En 1832, la petite ville de Canterbury, dans le Connecticut, pouvait être qualifiée de « charmante et pittoresque »: une petite communauté religieuse sympathique et soudée, des habitants qui se connaissent et s’entraident, une école de jeunes filles bien tenue par sa directrice Prudence Crandall, et des adolescentes qui ont soif de connaissance, comme Sarah. Sauf que Sarah est noire. Et en 1832 à Canterbury – même si l’esclavage n’y est plus de mise, 30 ans avant son abolition dans tous les États-Unis-, les Noirs, on les accepte s’ils restent à la place que la communauté et l’État ont daigné leur accorder. Les braves habitants de Canterbury vont donc menacer de retirer leurs filles de l’école si la jeune Sarah y est admise. La directrice ne se laissera pas faire et créera même la première école pour jeunes filles noires du pays, déclenchant une vague de haine qui la mènera jusque devant la Cour Suprême, le tout dans un environnement qui n’aura plus rien de charmant ni de pittoresque. Et qu’on se rassure, ce Blanc Autour n’a rien de la leçon d’Histoire un peu lourde. Le duo Wilfrid Lupano-Stéphane Fert en a au contraire tiré un conte moderne au graphisme tout en douceur et pastel. De quoi faire passer cette pilule amère comme une douce pâtisserie, et cet acte presque militant en un excellent album de BD.

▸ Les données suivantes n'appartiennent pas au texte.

//! Recipient addresses and their network context.

use crate::{
    error::optional_index,
    pct_enc::table::{ALNUM, BASE58, BECH32},
    Error, Result,
};
use core::{fmt, str::FromStr};

/// The address prefixes of one network.
#[derive(Clone, Copy, Debug, PartialEq, Eq)]
pub struct Prefixes {
    /// Sprout shielded addresses.
    pub sprout: &'static str,
    /// Sapling shielded addresses.
    pub sapling: &'static str,
    /// Unified addresses.
    pub unified: &'static str,
    /// Transparent pay-to-script-hash addresses.
    pub p2sh: &'static str,
    /// Transparent pay-to-public-key-hash addresses.
    pub p2pkh: &'static str,
    /// Transparent-source-only (TEX) addresses.
    pub tex: &'static str,
}

const MAINNET: Prefixes = Prefixes {
    sprout: "zc",
    sapling: "zs",
    unified: "u",
    p2sh: "t3",
    p2pkh: "t1",
    tex: "tex",
};

const TESTNET: Prefixes = Prefixes {
    sprout: "zt",
    sapling: "ztestsapling",
    unified: "utest",
    p2sh: "t2",
    p2pkh: "tm",
    tex: "textest",
};

const REGTEST: Prefixes = Prefixes {
    sprout: "zt",
    sapling: "zregtestsapling",
    unified: "uregtest",
    p2sh: "t3",
    p2pkh: "tm",
    tex: "texregtest",
};

/// Bech32 prefixes are only matched up to the `1` separator, so that `u`
/// does not match `utest1`.
fn has_hrp(address: &str, hrp: &str) -> bool {
    address
        .strip_prefix(hrp)
        .is_some_and(|rest| rest.starts_with('1'))
}

/// The kind of an address, as told by its prefix.
#[derive(Clone, Copy, Debug, PartialEq, Eq, Hash)]
pub enum AddressKind {
    /// A Sprout address. Never a valid recipient.
    Sprout,
    /// A Sapling address.
    Sapling,
    /// A unified address.
    Unified,
    /// A P2SH transparent address.
    P2sh,
    /// A P2PKH transparent address.
    P2pkh,
    /// A TEX address.
    Tex,
}

impl AddressKind {
    /// Checks whether the kind is transparent (P2SH, P2PKH or TEX).
    #[must_use]
    pub fn is_transparent(self) -> bool {
        matches!(self, Self::P2sh | Self::P2pkh | Self::Tex)
    }

    /// Checks whether the kind is Sapling or unified.
    #[must_use]
    pub fn is_shielded(self) -> bool {
        matches!(self, Self::Sapling | Self::Unified)
    }
}

/// The network a payment request is parsed for.
///
/// The network decides which address prefixes are accepted and whether
/// an address is transparent or shielded.
#[derive(Clone, Copy, Debug, PartialEq, Eq, Hash)]
pub enum Network {
    /// Zcash mainnet.
    Mainnet,
    /// Zcash testnet.
    Testnet,
    /// A local regression test network.
    Regtest,
}

impl Network {
    /// Returns the address prefixes of the network.
    #[must_use]
    pub const fn prefixes(self) -> &'static Prefixes {
        match self {
            Self::Mainnet => &MAINNET,
            Self::Testnet => &TESTNET,
            Self::Regtest => &REGTEST,
        }
    }

    /// Classifies an address by its prefix.
    ///
    /// Returns `None` if the address has no known prefix or contains
    /// anything but ASCII letters and digits.
    ///
    /// # Examples
    ///
    /// ```
    /// use zcash_payment_uri::{AddressKind, Network};
    ///
    /// let net = Network::Testnet;
    /// assert_eq!(net.address_kind("tmEZhbWHTpdKMw5it8YDspUXSMGQyFwovpU"), Some(AddressKind::P2pkh));
    /// assert_eq!(net.address_kind("ztestsapling10yy2ex5dcqkc"), Some(AddressKind::Sapling));
    /// assert_eq!(net.address_kind("ztJ1EWLKcGwF2S4NA17pAJVdco8Sdkz4AQPx"), Some(AddressKind::Sprout));
    /// assert_eq!(net.address_kind("tmEZhbWHTpdKMw5it8YDspUXSMGQyFwovpU\u{294}"), None);
    /// ```
    #[must_use]
    pub fn address_kind(self, address: &str) -> Option<AddressKind> {
        if address.is_empty() || !ALNUM.validate(address.as_bytes()) {
            return None;
        }

        let p = self.prefixes();
        // The testnet Sprout prefix is a prefix of the Sapling one.
        let kind = if has_hrp(address, p.sapling) {
            AddressKind::Sapling
        } else if address.starts_with(p.sprout) {
            AddressKind::Sprout
        } else if has_hrp(address, p.unified) {
            AddressKind::Unified
        } else if has_hrp(address, p.tex) {
            AddressKind::Tex
        } else if address.starts_with(p.p2sh) {
            AddressKind::P2sh
        } else if address.starts_with(p.p2pkh) {
            AddressKind::P2pkh
        } else {
            return None;
        };
        Some(kind)
    }

    /// Checks whether the address is transparent on this network.
    #[must_use]
    pub fn is_transparent(self, address: &str) -> bool {
        self.address_kind(address)
            .is_some_and(AddressKind::is_transparent)
    }

    /// Checks whether the address is Sapling or unified on this network.
    #[must_use]
    pub fn is_shielded(self, address: &str) -> bool {
        self.address_kind(address).is_some_and(AddressKind::is_shielded)
    }

    /// Checks whether the address is a Sprout address on this network.
    #[must_use]
    pub fn is_sprout(self, address: &str) -> bool {
        self.address_kind(address) == Some(AddressKind::Sprout)
    }

    /// Checks whether the address may be a payment recipient on this network.
    #[must_use]
    pub fn is_valid(self, address: &str) -> bool {
        !self.is_sprout(address) && (self.is_transparent(address) || self.is_shielded(address))
    }

    /// Returns the short name of the network.
    #[must_use]
    pub const fn name(self) -> &'static str {
        match self {
            Self::Mainnet => "main",
            Self::Testnet => "test",
            Self::Regtest => "regtest",
        }
    }
}

/// An error returned when parsing a [`Network`] name fails.
#[derive(Clone, Debug, PartialEq, Eq, thiserror::Error)]
#[error("unknown network name {0:?}")]
pub struct ParseNetworkError(String);

impl FromStr for Network {
    type Err = ParseNetworkError;

    /// Parses `main`, `test` or `regtest`, also accepting a `net` suffix.
    fn from_str(s: &str) -> Result<Self, ParseNetworkError> {
        match s.strip_suffix("net").unwrap_or(s) {
            "main" => Ok(Self::Mainnet),
            "test" => Ok(Self::Testnet),
            "regtest" => Ok(Self::Regtest),
            _ => Err(ParseNetworkError(s.to_owned())),
        }
    }
}

impl fmt::Display for Network {
    fn fmt(&self, f: &mut fmt::Formatter<'_>) -> fmt::Result {
        f.write_str(self.name())
    }
}

crate::imp::impl_serde_str!(Network, "network");

/// A predicate run on every address found in a payment request.
///
/// It runs in addition to the prefix checks of [`Network`], so it can only
/// tighten validation, for instance by verifying checksums. It is
/// implemented for any `Fn(&str) -> bool`.
///
/// # Examples
///
/// ```
/// use zcash_payment_uri::{parse_with, Error, Network};
///
/// let only_sapling = |addr: &str| addr.starts_with("ztestsapling");
/// let res = parse_with("zcash:tmEZhbWHTpdKMw5it8YDspUXSMGQyFwovpU", Network::Testnet, &only_sapling);
/// assert_eq!(res, Err(Error::InvalidAddress(None)));
/// ```
pub trait AddressValidator {
    /// Checks whether the address is acceptable.
    fn is_valid(&self, address: &str) -> bool;
}

impl<F: Fn(&str) -> bool + ?Sized> AddressValidator for F {
    fn is_valid(&self, address: &str) -> bool {
        self(address)
    }
}

impl AddressValidator for Network {
    fn is_valid(&self, address: &str) -> bool {
        Network::is_valid(*self, address)
    }
}

/// The default [`AddressValidator`], checking the encoding alphabet.
///
/// Sapling, unified and TEX addresses must consist of a known human-readable
/// part followed by Bech32 characters. Any other address starting with `t`
/// must consist of Base58 characters. Checksums are not verified.
#[derive(Clone, Copy, Debug, Default)]
pub struct CharsetValidator;

const BECH32_HRPS: &[&str] = &[
    "zs1",
    "ztestsapling1",
    "zregtestsapling1",
    "u1",
    "utest1",
    "uregtest1",
    "tex1",
    "textest1",
    "texregtest1",
];

impl AddressValidator for CharsetValidator {
    fn is_valid(&self, address: &str) -> bool {
        let bech32 = BECH32_HRPS.iter().any(|hrp| {
            address
                .strip_prefix(hrp)
                .is_some_and(|data| !data.is_empty() && BECH32.validate(data.as_bytes()))
        });
        bech32 || (address.starts_with('t') && BASE58.validate(address.as_bytes()))
    }
}

/// A payment recipient, valid on the network it was created for.
///
/// # Examples
///
/// ```
/// use zcash_payment_uri::{Error, Network, RecipientAddress};
///
/// let addr = RecipientAddress::new("tmEZhbWHTpdKMw5it8YDspUXSMGQyFwovpU", Network::Testnet)?;
/// assert!(addr.is_transparent());
/// assert!(!addr.can_receive_memos());
///
/// assert_eq!(
///     RecipientAddress::new("tmEZhbWHTpdKMw5it8YDspUXSMGQyFwovpU", Network::Mainnet),
///     Err(Error::InvalidAddress(None))
/// );
/// # Ok::<_, Error>(())
/// ```
#[derive(Clone, Debug, PartialEq, Eq, Hash)]
pub struct RecipientAddress {
    value: String,
    network: Network,
}

impl RecipientAddress {
    /// Creates an address checked against the network prefixes and
    /// the [`CharsetValidator`].
    ///
    /// # Errors
    ///
    /// Returns [`Error::SproutRecipientsNotAllowed`] for a Sprout address
    /// and [`Error::InvalidAddress`] for any other rejected address.
    pub fn new(value: &str, network: Network) -> Result<Self> {
        Self::with_validator(value, network, &CharsetValidator)
    }

    /// Creates an address checked against the network prefixes and
    /// the given validator.
    ///
    /// # Errors
    ///
    /// Returns [`Error::SproutRecipientsNotAllowed`] for a Sprout address
    /// and [`Error::InvalidAddress`] for any other rejected address.
    pub fn with_validator<V: AddressValidator + ?Sized>(
        value: &str,
        network: Network,
        validator: &V,
    ) -> Result<Self> {
        Self::validate(value, network, validator, 0)
    }

    pub(crate) fn validate<V: AddressValidator + ?Sized>(
        value: &str,
        network: Network,
        validator: &V,
        index: usize,
    ) -> Result<Self> {
        if network.is_sprout(value) {
            return Err(Error::SproutRecipientsNotAllowed(optional_index(index)));
        }
        if !network.is_valid(value) || !validator.is_valid(value) {
            return Err(Error::InvalidAddress(optional_index(index)));
        }
        Ok(Self {
            value: value.to_owned(),
            network,
        })
    }

    /// Returns the address as a string slice.
    #[must_use]
    pub fn as_str(&self) -> &str {
        &self.value
    }

    /// Returns the network the address was validated for.
    #[must_use]
    pub fn network(&self) -> Network {
        self.network
    }

    /// Checks whether the address is transparent.
    #[must_use]
    pub fn is_transparent(&self) -> bool {
        self.network.is_transparent(&self.value)
    }

    /// Checks whether the address is Sapling or unified.
    #[must_use]
    pub fn is_shielded(&self) -> bool {
        self.network.is_shielded(&self.value)
    }

    /// Checks whether a memo may be sent to the address.
    #[must_use]
    pub fn can_receive_memos(&self) -> bool {
        self.is_shielded()
    }
}

impl AsRef<str> for RecipientAddress {
    fn as_ref(&self) -> &str {
        &self.value
    }
}

impl fmt::Display for RecipientAddress {
    fn fmt(&self, f: &mut fmt::Formatter<'_>) -> fmt::Result {
        f.write_str(&self.value)
    }
}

« Lâcher le côté historico-historique pour réutiliser le récit sous la forme d’un conte, c’est une manière de faire que j’avais déjà explorée avec Le Singe de Hartlepool, souligne Wilfrid Lupano, scénariste à la fois exigeant et à succès, entre autres avec Les Vieux Fourneaux. Ce que j’aime, c’est aller chercher un sujet de 1832 qui trouve un écho, une résonance, a minima pour aujourd’hui, voire pour demain. Et cette histoire m’est venue il y a cinq ou six ans, je projetais de faire le portrait croisé de deux abolitionnistes, l’un blanc, bourgeois, très éduqué et légaliste, l’autre esclave évadé, autoéduqué et partisan de l’insurrection, convaincu que les noirs devraient arracher leur liberté par la force. Deux visions et méthodes inconciliables, et pourtant les deux ont soutenu l’école Crandall. Quand je suis tombé là-dessus, ça a fait tilt: c’est cette histoire-là, largement inconnue, qu’il fallait raconter. » Soit les balbutiements d’un afro-féminisme naissant, et surtout le repli identitaire qu’il fait naître dans une communauté blanche et patriarcale. De fait, le sujet reste d’une triste actualité: « J’ai des amis qui travaillent dans une association d’accueil aux migrants qui organise des cours d’alphabétisation pour mineurs, raconte le scénariste. Au moment où j’écrivais la scène du caillou jeté par la fenêtre de l’école, ils m’expliquaient que ça leur arrivait une fois par semaine! 190 ans plus tard, on continue de jeter des cailloux aux Noirs qui s’éduquent! Ce qui a changé, ce sont évidemment les proportions: ici, on a sans doute à faire à des crétins isolés, alors qu’à l’époque, ils ont tous envie que ça s’arrête: la ville, la région, l’État et toute la structure judiciaire qui va jusqu’à la Cour Suprême de l’État! Ce ne sont pas trois gogols qui jettent une pierre. Mais les mécanismes perdurent. »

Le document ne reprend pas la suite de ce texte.